### The data

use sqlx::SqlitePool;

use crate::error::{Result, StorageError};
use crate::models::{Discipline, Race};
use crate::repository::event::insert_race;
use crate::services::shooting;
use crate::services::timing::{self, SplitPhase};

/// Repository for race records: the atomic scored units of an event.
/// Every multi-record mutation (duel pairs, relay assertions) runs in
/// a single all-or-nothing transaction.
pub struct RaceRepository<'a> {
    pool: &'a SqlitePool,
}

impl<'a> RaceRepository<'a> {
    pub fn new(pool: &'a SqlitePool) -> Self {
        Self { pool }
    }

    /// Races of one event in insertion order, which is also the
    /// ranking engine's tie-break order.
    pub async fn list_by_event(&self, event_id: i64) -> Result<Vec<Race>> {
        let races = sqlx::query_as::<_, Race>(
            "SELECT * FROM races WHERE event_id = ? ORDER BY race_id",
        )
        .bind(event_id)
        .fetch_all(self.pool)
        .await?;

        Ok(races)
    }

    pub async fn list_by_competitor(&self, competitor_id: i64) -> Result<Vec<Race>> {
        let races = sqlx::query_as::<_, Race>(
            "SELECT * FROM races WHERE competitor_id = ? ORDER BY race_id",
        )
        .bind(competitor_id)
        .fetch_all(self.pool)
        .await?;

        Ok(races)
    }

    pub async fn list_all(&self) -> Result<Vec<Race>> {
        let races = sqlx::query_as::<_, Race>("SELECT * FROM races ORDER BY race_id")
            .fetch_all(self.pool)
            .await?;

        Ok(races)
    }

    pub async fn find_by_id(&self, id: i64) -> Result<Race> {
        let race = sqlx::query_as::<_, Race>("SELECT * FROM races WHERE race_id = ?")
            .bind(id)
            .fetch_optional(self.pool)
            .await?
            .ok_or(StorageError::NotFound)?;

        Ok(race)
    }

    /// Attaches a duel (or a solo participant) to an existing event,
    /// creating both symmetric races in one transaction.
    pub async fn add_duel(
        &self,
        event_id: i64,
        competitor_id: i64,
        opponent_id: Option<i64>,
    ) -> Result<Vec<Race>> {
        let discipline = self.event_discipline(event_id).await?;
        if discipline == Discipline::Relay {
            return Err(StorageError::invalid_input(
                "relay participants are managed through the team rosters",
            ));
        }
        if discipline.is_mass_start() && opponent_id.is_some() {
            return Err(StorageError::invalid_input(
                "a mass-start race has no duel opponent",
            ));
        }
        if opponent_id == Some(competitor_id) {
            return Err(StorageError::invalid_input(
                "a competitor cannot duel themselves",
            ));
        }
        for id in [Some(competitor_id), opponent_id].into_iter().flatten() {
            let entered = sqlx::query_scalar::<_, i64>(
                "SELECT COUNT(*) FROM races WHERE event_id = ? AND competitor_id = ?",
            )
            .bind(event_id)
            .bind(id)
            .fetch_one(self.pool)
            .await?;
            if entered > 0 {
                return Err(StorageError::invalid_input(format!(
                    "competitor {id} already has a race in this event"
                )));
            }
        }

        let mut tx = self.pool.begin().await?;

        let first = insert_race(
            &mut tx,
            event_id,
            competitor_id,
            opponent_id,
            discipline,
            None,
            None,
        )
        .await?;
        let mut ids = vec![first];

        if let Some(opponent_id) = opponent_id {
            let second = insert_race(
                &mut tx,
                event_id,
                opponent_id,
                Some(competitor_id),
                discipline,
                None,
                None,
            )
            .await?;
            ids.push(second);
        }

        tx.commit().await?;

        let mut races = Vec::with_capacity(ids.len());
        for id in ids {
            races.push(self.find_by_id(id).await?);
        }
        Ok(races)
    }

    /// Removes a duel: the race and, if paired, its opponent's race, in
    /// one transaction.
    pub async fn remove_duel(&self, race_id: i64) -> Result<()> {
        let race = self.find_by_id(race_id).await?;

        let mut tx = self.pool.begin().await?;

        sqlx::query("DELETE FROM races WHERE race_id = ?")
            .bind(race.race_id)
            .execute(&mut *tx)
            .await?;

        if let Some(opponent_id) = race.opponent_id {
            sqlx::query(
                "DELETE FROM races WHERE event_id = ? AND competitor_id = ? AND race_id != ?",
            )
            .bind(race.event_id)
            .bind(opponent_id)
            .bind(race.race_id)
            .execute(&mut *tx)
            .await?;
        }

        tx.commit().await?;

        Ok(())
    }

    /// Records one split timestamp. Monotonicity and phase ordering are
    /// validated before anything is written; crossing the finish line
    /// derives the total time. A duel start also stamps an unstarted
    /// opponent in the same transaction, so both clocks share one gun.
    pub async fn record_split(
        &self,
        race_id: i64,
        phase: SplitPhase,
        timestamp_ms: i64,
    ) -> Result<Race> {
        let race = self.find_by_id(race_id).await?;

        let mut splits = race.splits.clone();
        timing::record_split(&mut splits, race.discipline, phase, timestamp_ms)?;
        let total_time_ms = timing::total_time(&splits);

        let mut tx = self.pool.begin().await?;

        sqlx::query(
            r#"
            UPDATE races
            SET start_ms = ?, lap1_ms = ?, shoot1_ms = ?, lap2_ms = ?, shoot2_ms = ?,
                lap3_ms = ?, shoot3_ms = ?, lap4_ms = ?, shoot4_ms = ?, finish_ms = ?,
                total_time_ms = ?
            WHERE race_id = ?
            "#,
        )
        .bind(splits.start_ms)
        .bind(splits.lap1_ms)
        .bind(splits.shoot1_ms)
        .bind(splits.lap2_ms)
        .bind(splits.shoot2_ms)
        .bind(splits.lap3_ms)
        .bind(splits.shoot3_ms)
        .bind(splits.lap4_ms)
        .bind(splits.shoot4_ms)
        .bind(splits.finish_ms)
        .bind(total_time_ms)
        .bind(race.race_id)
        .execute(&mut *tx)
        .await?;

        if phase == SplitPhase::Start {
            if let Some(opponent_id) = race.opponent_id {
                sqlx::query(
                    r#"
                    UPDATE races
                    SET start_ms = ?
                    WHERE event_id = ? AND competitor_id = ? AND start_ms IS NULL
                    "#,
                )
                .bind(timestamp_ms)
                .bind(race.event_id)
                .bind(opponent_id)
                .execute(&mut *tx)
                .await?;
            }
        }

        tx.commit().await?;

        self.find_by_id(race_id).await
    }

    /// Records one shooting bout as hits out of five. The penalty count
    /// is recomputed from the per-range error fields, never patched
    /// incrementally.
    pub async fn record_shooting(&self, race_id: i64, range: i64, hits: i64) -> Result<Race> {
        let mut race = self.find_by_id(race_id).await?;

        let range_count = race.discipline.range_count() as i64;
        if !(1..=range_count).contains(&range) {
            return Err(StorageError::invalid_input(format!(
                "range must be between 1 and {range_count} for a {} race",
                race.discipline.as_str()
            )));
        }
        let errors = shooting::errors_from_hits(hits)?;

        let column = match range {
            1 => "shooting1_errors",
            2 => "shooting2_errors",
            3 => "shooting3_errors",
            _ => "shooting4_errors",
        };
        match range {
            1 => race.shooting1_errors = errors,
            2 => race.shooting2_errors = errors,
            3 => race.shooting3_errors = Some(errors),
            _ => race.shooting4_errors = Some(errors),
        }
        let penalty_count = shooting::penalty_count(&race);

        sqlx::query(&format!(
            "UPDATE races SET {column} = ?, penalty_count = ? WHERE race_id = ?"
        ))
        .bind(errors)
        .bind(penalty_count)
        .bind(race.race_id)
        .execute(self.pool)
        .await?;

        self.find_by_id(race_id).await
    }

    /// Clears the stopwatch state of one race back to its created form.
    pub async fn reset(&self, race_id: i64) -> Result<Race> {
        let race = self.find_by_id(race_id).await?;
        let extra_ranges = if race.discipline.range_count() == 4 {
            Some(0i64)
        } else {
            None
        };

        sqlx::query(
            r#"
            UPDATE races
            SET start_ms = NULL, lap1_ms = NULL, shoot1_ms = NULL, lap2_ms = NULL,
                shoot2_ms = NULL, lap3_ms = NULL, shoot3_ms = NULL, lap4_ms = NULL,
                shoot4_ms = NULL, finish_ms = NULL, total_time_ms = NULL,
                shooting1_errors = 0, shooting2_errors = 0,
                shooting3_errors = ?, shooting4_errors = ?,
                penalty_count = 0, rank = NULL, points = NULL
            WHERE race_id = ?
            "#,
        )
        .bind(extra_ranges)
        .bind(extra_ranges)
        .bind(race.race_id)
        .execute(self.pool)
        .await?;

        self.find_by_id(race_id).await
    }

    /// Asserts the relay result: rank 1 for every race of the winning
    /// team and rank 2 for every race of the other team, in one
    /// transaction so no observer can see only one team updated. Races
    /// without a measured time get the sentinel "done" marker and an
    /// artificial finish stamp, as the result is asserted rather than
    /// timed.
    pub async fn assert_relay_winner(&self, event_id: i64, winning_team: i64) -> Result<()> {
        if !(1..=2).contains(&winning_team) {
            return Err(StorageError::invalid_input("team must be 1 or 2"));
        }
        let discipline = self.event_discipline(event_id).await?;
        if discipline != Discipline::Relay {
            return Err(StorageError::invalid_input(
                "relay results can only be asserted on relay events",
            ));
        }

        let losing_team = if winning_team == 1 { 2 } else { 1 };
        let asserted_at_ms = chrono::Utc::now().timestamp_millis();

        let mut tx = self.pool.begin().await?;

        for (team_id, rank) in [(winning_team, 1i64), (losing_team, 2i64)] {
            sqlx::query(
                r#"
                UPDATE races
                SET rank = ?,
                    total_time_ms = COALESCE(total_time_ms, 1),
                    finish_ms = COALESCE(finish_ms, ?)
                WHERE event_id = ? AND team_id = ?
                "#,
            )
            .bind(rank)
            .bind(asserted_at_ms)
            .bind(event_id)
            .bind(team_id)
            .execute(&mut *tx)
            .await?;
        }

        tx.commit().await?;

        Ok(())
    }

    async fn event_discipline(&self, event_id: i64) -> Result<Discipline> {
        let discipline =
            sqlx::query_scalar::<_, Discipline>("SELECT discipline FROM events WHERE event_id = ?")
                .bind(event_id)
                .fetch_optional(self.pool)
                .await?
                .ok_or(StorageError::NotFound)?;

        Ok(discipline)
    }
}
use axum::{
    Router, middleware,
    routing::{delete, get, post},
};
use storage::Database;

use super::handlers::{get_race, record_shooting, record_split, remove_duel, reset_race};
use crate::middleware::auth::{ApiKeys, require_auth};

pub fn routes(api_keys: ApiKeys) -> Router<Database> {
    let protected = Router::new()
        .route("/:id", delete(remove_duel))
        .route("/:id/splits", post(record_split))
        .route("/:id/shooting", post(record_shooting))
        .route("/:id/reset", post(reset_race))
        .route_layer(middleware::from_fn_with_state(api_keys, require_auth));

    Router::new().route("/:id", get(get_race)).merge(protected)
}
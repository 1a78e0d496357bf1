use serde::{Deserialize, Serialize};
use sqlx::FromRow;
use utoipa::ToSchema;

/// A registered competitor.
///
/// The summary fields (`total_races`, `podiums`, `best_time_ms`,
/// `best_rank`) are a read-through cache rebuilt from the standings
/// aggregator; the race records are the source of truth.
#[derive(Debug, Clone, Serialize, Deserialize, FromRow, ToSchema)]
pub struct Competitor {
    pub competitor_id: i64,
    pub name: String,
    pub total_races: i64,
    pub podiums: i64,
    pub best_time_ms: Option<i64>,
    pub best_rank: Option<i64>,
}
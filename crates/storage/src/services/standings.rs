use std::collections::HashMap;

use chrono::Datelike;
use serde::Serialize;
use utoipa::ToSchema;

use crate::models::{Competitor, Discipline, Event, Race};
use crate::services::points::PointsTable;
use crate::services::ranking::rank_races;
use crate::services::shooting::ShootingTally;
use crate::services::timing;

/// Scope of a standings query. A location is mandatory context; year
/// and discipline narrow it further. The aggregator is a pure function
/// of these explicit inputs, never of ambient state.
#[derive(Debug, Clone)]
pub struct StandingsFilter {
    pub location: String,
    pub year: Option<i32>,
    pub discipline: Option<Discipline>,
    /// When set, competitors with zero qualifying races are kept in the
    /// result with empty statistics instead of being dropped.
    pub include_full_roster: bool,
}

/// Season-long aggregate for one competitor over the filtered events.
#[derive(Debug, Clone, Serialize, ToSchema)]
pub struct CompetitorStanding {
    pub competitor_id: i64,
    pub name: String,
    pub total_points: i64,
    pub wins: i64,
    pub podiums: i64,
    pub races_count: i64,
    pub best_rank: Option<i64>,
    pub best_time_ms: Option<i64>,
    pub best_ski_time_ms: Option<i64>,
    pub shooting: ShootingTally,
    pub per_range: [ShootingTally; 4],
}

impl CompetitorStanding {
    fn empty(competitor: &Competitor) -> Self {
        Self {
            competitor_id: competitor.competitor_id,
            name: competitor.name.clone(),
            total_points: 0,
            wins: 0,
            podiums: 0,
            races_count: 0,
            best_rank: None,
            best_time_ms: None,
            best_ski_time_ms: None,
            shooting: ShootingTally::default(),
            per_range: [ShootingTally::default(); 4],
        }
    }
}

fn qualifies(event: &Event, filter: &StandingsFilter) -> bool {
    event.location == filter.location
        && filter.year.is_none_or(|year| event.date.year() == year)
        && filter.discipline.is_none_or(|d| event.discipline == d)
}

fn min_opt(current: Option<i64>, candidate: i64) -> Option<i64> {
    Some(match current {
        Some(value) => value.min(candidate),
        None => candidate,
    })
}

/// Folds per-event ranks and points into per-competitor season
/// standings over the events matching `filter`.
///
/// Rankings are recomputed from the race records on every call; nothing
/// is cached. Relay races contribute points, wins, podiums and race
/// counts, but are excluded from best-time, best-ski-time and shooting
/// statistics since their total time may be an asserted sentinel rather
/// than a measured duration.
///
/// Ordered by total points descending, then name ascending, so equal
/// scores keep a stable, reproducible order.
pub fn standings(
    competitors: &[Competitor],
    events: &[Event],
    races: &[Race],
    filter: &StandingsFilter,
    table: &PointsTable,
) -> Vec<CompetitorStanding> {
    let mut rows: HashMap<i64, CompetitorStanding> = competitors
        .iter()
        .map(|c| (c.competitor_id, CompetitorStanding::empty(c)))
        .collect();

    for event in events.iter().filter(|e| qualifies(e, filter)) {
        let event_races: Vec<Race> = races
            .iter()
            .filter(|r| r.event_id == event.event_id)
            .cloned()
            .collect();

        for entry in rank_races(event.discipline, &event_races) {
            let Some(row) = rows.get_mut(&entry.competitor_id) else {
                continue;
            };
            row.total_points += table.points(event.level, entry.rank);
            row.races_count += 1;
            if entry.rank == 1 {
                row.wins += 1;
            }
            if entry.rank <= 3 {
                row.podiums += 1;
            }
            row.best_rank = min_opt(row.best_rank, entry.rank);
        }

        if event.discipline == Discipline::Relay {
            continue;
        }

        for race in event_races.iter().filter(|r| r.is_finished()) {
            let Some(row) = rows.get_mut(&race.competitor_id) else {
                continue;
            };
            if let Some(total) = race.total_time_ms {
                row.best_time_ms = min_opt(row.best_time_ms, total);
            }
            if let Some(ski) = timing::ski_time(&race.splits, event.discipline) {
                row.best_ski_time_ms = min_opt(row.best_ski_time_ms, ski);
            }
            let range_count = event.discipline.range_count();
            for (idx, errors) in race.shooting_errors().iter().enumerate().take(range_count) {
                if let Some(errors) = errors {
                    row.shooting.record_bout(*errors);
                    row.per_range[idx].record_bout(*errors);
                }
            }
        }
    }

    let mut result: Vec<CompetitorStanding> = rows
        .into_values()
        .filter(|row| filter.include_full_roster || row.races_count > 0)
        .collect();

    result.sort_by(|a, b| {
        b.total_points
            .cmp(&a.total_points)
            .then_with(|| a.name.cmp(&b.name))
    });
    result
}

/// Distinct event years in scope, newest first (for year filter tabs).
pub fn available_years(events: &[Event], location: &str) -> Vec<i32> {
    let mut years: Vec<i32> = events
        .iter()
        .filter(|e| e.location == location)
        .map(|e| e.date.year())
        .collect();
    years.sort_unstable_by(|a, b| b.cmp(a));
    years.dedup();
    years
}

### Brief
Where a line of the listing includes the word "empty", it counts; say how many such lines there are and nothing more.

### Problem solution
3